> [Data under study]
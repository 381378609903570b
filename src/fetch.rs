use crate::area::{AreaIndicatorSet, Domain, DomainDataset, IndicatorObservation};
use crate::catalog::IndicatorId;
use crate::input::ObservationInput;
use anyhow::{Context, Result};
use futures::future::BoxFuture;
use futures::stream::{FuturesUnordered, StreamExt};
use futures::FutureExt;
use std::collections::{BTreeMap, BTreeSet, HashSet};
use std::path::{Path, PathBuf};
use tracing::{debug, warn};

/// A per-domain statistics collaborator (price, crime, disaster, ...).
pub trait DomainSource: Send + Sync {
    fn domain(&self) -> Domain;

    /// Fetch this domain's observations for a batch of area codes.
    fn fetch<'a>(&'a self, area_codes: &'a [String]) -> BoxFuture<'a, Result<DomainDataset>>;
}

/// Domain source backed by a `<domain>.yaml` file: a map from area code to
/// observations.
///
/// ```yaml
/// "13203":
///   - { indicator: price_median, value: 412000, year: "2024", source: land-survey }
/// ```
#[derive(Debug, Clone)]
pub struct DirectorySource {
    domain: Domain,
    path: PathBuf,
}

impl DirectorySource {
    pub fn new(domain: Domain, path: impl Into<PathBuf>) -> Self {
        Self {
            domain,
            path: path.into(),
        }
    }

    /// One source per domain file present in `dir`.
    pub fn discover(dir: &Path) -> Vec<Box<dyn DomainSource>> {
        Domain::ALL
            .into_iter()
            .map(|domain| (domain, dir.join(format!("{}.yaml", domain))))
            .filter(|(_, path)| path.exists())
            .map(|(domain, path)| {
                Box::new(DirectorySource::new(domain, path)) as Box<dyn DomainSource>
            })
            .collect()
    }

    async fn load(&self, area_codes: &[String]) -> Result<DomainDataset> {
        let content = tokio::fs::read_to_string(&self.path)
            .await
            .with_context(|| format!("Failed to read {}", self.path.display()))?;
        let by_area: BTreeMap<String, Vec<ObservationInput>> = serde_saphyr::from_str(&content)
            .with_context(|| format!("Failed to parse {}", self.path.display()))?;

        let wanted: HashSet<&str> = area_codes.iter().map(String::as_str).collect();
        let mut dataset = DomainDataset::new(self.domain);
        for (code, observations) in by_area {
            if !wanted.contains(code.as_str()) {
                continue;
            }
            for obs in observations {
                match obs.indicator.parse::<IndicatorId>() {
                    Ok(id) => dataset.push(
                        code.clone(),
                        IndicatorObservation::new(
                            id,
                            obs.value,
                            obs.year,
                            obs.source.unwrap_or_else(|| self.domain.to_string()),
                        ),
                    ),
                    Err(_) => warn!(
                        domain = %self.domain,
                        indicator = %obs.indicator,
                        "skipping unknown indicator"
                    ),
                }
            }
        }
        Ok(dataset)
    }
}

impl DomainSource for DirectorySource {
    fn domain(&self) -> Domain {
        self.domain
    }

    fn fetch<'a>(&'a self, area_codes: &'a [String]) -> BoxFuture<'a, Result<DomainDataset>> {
        self.load(area_codes).boxed()
    }
}

/// Remembers which domains failed during one run. Once a domain trips,
/// later batches skip it instead of retrying.
#[derive(Debug, Default)]
pub struct DomainBreaker {
    tripped: BTreeSet<Domain>,
}

impl DomainBreaker {
    pub fn new() -> Self {
        Self::default()
    }

    pub fn is_open(&self, domain: Domain) -> bool {
        self.tripped.contains(&domain)
    }

    pub fn trip(&mut self, domain: Domain) {
        self.tripped.insert(domain);
    }
}

/// What happened to each domain during enrichment.
#[derive(Debug, Default, Clone, PartialEq)]
pub struct FetchReport {
    /// First failure message per domain
    pub failures: BTreeMap<Domain, String>,
    /// Number of batches skipped per domain after its breaker tripped
    pub skipped_batches: BTreeMap<Domain, usize>,
}

impl FetchReport {
    pub fn is_complete(&self) -> bool {
        self.failures.is_empty()
    }
}

/// Enrich areas with every domain source, batch by batch.
///
/// All open domains of a batch are fetched concurrently. A failing domain is
/// dropped for the rest of the run; its areas simply lack those indicators,
/// which the scoring engine treats as missing data. Never fails as a whole.
pub async fn enrich_areas(
    mut areas: Vec<AreaIndicatorSet>,
    sources: &[Box<dyn DomainSource>],
    batch_size: usize,
) -> (Vec<AreaIndicatorSet>, FetchReport) {
    let mut breaker = DomainBreaker::new();
    let mut report = FetchReport::default();
    let batch_size = batch_size.max(1);

    for batch in areas.chunks_mut(batch_size) {
        let codes: Vec<String> = batch.iter().map(|a| a.code.clone()).collect();

        let mut futures = FuturesUnordered::new();
        for source in sources {
            let domain = source.domain();
            if breaker.is_open(domain) {
                debug!(%domain, "skipping domain after earlier failure");
                *report.skipped_batches.entry(domain).or_default() += 1;
                continue;
            }
            let codes = &codes;
            futures.push(async move { (domain, source.fetch(codes).await) });
        }

        while let Some((domain, result)) = futures.next().await {
            match result {
                Ok(dataset) => {
                    debug!(%domain, areas = dataset.by_area.len(), "merged domain batch");
                    for area in batch.iter_mut() {
                        area.merge(&dataset);
                    }
                }
                Err(e) => {
                    warn!(
                        %domain,
                        error = %e,
                        "domain fetch failed, skipping it for remaining batches"
                    );
                    breaker.trip(domain);
                    report.failures.entry(domain).or_insert_with(|| e.to_string());
                }
            }
        }
    }

    (areas, report)
}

> [What you need to do]
Restate all entries above verbatim.

> [Task response]
repository 381378609903570b
filename src/fetch.rs
use crate::area::{AreaIndicatorSet, Domain, DomainDataset, IndicatorObservation};
use crate::catalog::IndicatorId;
use crate::input::ObservationInput;
use anyhow::{Context, Result};
use futures::future::BoxFuture;
use futures::stream::{FuturesUnordered, StreamExt};
use futures::FutureExt;
use std::collections::{BTreeMap, BTreeSet, HashSet};
use std::path::{Path, PathBuf};
use tracing::{debug, warn};

/// A per-domain statistics collaborator (price, crime, disaster, ...).
pub trait DomainSource: Send + Sync {
    fn domain(&self) -> Domain;

    /// Fetch this domain's observations for a batch of area codes.
    fn fetch<'a>(&'a self, area_codes: &'a [String]) -> BoxFuture<'a, Result<DomainDataset>>;
}

/// Domain source backed by a `<domain>.yaml` file: a map from area code to
/// observations.
///
/// ```yaml
/// "13203":
///   - { indicator: price_median, value: 412000, year: "2024", source: land-survey }
/// ```
#[derive(Debug, Clone)]
pub struct DirectorySource {
    domain: Domain,
    path: PathBuf,
}

impl DirectorySource {
    pub fn new(domain: Domain, path: impl Into<PathBuf>) -> Self {
        Self {
            domain,
            path: path.into(),
        }
    }

    /// One source per domain file present in `dir`.
    pub fn discover(dir: &Path) -> Vec<Box<dyn DomainSource>> {
        Domain::ALL
            .into_iter()
            .map(|domain| (domain, dir.join(format!("{}.yaml", domain))))
            .filter(|(_, path)| path.exists())
            .map(|(domain, path)| {
                Box::new(DirectorySource::new(domain, path)) as Box<dyn DomainSource>
            })
            .collect()
    }

    async fn load(&self, area_codes: &[String]) -> Result<DomainDataset> {
        let content = tokio::fs::read_to_string(&self.path)
            .await
            .with_context(|| format!("Failed to read {}", self.path.display()))?;
        let by_area: BTreeMap<String, Vec<ObservationInput>> = serde_saphyr::from_str(&content)
            .with_context(|| format!("Failed to parse {}", self.path.display()))?;

        let wanted: HashSet<&str> = area_codes.iter().map(String::as_str).collect();
        let mut dataset = DomainDataset::new(self.domain);
        for (code, observations) in by_area {
            if !wanted.contains(code.as_str()) {
                continue;
            }
            for obs in observations {
                match obs.indicator.parse::<IndicatorId>() {
                    Ok(id) => dataset.push(
                        code.clone(),
                        IndicatorObservation::new(
                            id,
                            obs.value,
                            obs.year,
                            obs.source.unwrap_or_else(|| self.domain.to_string()),
                        ),
                    ),
                    Err(_) => warn!(
                        domain = %self.domain,
                        indicator = %obs.indicator,
                        "skipping unknown indicator"
                    ),
                }
            }
        }
        Ok(dataset)
    }
}

impl DomainSource for DirectorySource {
    fn domain(&self) -> Domain {
        self.domain
    }

    fn fetch<'a>(&'a self, area_codes: &'a [String]) -> BoxFuture<'a, Result<DomainDataset>> {
        self.load(area_codes).boxed()
    }
}

/// Remembers which domains failed during one run. Once a domain trips,
/// later batches skip it instead of retrying.
#[derive(Debug, Default)]
pub struct DomainBreaker {
    tripped: BTreeSet<Domain>,
}

impl DomainBreaker {
    pub fn new() -> Self {
        Self::default()
    }

    pub fn is_open(&self, domain: Domain) -> bool {
        self.tripped.contains(&domain)
    }

    pub fn trip(&mut self, domain: Domain) {
        self.tripped.insert(domain);
    }
}

/// What happened to each domain during enrichment.
#[derive(Debug, Default, Clone, PartialEq)]
pub struct FetchReport {
    /// First failure message per domain
    pub failures: BTreeMap<Domain, String>,
    /// Number of batches skipped per domain after its breaker tripped
    pub skipped_batches: BTreeMap<Domain, usize>,
}

impl FetchReport {
    pub fn is_complete(&self) -> bool {
        self.failures.is_empty()
    }
}

/// Enrich areas with every domain source, batch by batch.
///
/// All open domains of a batch are fetched concurrently. A failing domain is
/// dropped for the rest of the run; its areas simply lack those indicators,
/// which the scoring engine treats as missing data. Never fails as a whole.
pub async fn enrich_areas(
    mut areas: Vec<AreaIndicatorSet>,
    sources: &[Box<dyn DomainSource>],
    batch_size: usize,
) -> (Vec<AreaIndicatorSet>, FetchReport) {
    let mut breaker = DomainBreaker::new();
    let mut report = FetchReport::default();
    let batch_size = batch_size.max(1);

    for batch in areas.chunks_mut(batch_size) {
        let codes: Vec<String> = batch.iter().map(|a| a.code.clone()).collect();

        let mut futures = FuturesUnordered::new();
        for source in sources {
            let domain = source.domain();
            if breaker.is_open(domain) {
                debug!(%domain, "skipping domain after earlier failure");
                *report.skipped_batches.entry(domain).or_default() += 1;
                continue;
            }
            let codes = &codes;
            futures.push(async move { (domain, source.fetch(codes).await) });
        }

        while let Some((domain, result)) = futures.next().await {
            match result {
                Ok(dataset) => {
                    debug!(%domain, areas = dataset.by_area.len(), "merged domain batch");
                    for area in batch.iter_mut() {
                        area.merge(&dataset);
                    }
                }
                Err(e) => {
                    warn!(
                        %domain,
                        error = %e,
                        "domain fetch failed, skipping it for remaining batches"
                    );
                    breaker.trip(domain);
                    report.failures.entry(domain).or_insert_with(|| e.to_string());
                }
            }
        }
    }

    (areas, report)
}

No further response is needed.